In recent decades, there have been significant advancements in understanding how ecological processes play out across spatial scales, but we have lagged in developing a similar framework for understanding communities as temporal phenomena. Humboldt's observations of vegetation zonation on Mount Chimborazo, Gleason's insight that communities are the outcome of species' individualistic response to their environments, Whitakker's gradient analyses, and the advancements of macroecology have contributed to an appreciation of the importance of nature's second and third dimensions. In contrast, a century of paleoecological research has shed light on how species and their assemblages change through time, but these are often considered to be irrelevant to understanding community assembly or other ecological mechanisms that play out on the lifespan of organisms (or the timeframe of investigations). Yet, the community patterns that emerge at long timescales are the amalgam of ecological processes that operate in the near-term. In the era of global change, ecologists are increasingly studying assemblages in transition.
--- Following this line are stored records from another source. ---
//! Per-operation tier plan, built once from a component's capabilities.

use std::collections::HashMap;

use tracing::warn;

use super::operation::{Method, Transport};
use crate::component::{Capabilities, Capability};

/// Override level that handled a call. Logged on every dispatch.
#[derive(Debug, Clone, Copy, PartialEq, Eq)]
pub enum Tier {
    Raw,
    Legacy,
    Typed,
    /// No override answered; the neutral result was returned.
    Neutral,
}

impl Tier {
    #[must_use]
    pub fn as_str(self) -> &'static str {
        match self {
            Self::Raw => "raw",
            Self::Legacy => "legacy",
            Self::Typed => "typed",
            Self::Neutral => "neutral",
        }
    }
}

/// Which tiers exist for one operation.
#[derive(Debug, Clone, Copy, Default, PartialEq, Eq)]
pub struct TierPlan {
    pub raw: bool,
    pub legacy_http: bool,
    pub legacy_rpc: bool,
    pub typed: bool,
}

impl TierPlan {
    #[must_use]
    pub fn legacy(&self, transport: Transport) -> bool {
        match transport {
            Transport::Http => self.legacy_http,
            Transport::Rpc => self.legacy_rpc,
        }
    }
}

/// Resolved dispatch plan for every operation plus the static descriptors a
/// component provides.
#[derive(Debug, Clone, Default)]
pub struct DispatchPlan {
    tiers: HashMap<Method, TierPlan>,
    pub tags: bool,
    pub class_names: bool,
    pub feature_names: bool,
    pub metrics: bool,
}

impl DispatchPlan {
    /// Builds the plan. Each declared legacy override is reported once here.
    #[must_use]
    pub fn build(capabilities: &Capabilities) -> Self {
        let mut plan = Self::default();
        for capability in capabilities.iter() {
            match *capability {
                Capability::Typed(m) => plan.entry(m).typed = true,
                Capability::Raw(m) => plan.entry(m).raw = true,
                Capability::Legacy(m, t) => {
                    warn!(
                        method = %m,
                        transport = %t,
                        "legacy transport-specific override is deprecated; implement {}_raw instead",
                        m.as_str()
                    );
                    match t {
                        Transport::Http => plan.entry(m).legacy_http = true,
                        Transport::Rpc => plan.entry(m).legacy_rpc = true,
                    }
                }
                Capability::Tags => plan.tags = true,
                Capability::ClassNames => plan.class_names = true,
                Capability::FeatureNames => plan.feature_names = true,
                Capability::Metrics => plan.metrics = true,
            }
        }
        plan
    }

    fn entry(&mut self, method: Method) -> &mut TierPlan {
        self.tiers.entry(method).or_default()
    }

    #[must_use]
    pub fn tiers(&self, method: Method) -> TierPlan {
        self.tiers.get(&method).copied().unwrap_or_default()
    }

    /// True when a call on `transport` needs its native request kept around.
    #[must_use]
    pub fn needs_native(&self, method: Method, transport: Transport) -> bool {
        self.tiers(method).legacy(transport)
    }
}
Conceptually, we accept that communities are dynamic, yet we continue to lack a theoretical framework with which to make predictions about the timescales at which community processes of interest play out.
Results/Conclusions
From historical legacies to disequilibrium dynamics, to understand the "where" and "how" of communities, we must also understand the "when." The recent fossil record provides insights into communities as temporal phenomena: 1) The post-glacial fossil record for animals and plants reveals the transient nature of many communities, including non-analog assemblages as an emergent property of species' individualistic response to environmental change. 2) By linking demographic processes with observations of range dynamics in trees, we may better predict how communities may respond as the result of processes that play out across long and short timescales. 3) The timescale of community response to perturbation may be dependent on trophic interactions; large herbivores in particular may dampen the response of plant assemblages to climate change. 4) Disequilibrium dynamics, critical transitions, and threshold responses are difficult to predict, but long-term datasets and insights from climatology offer promising ways forward. 5) Community response to environmental change is a process that plays out across temporal scales; mid-Holocene and contemporary species losses may shed light on nested temporal responses to disturbance, from sub-annual to millenial timescales. These examples highlight the need for an improved conceptual framework to understand communites not only as dynamic entities, but as byproducts of processes across timescales.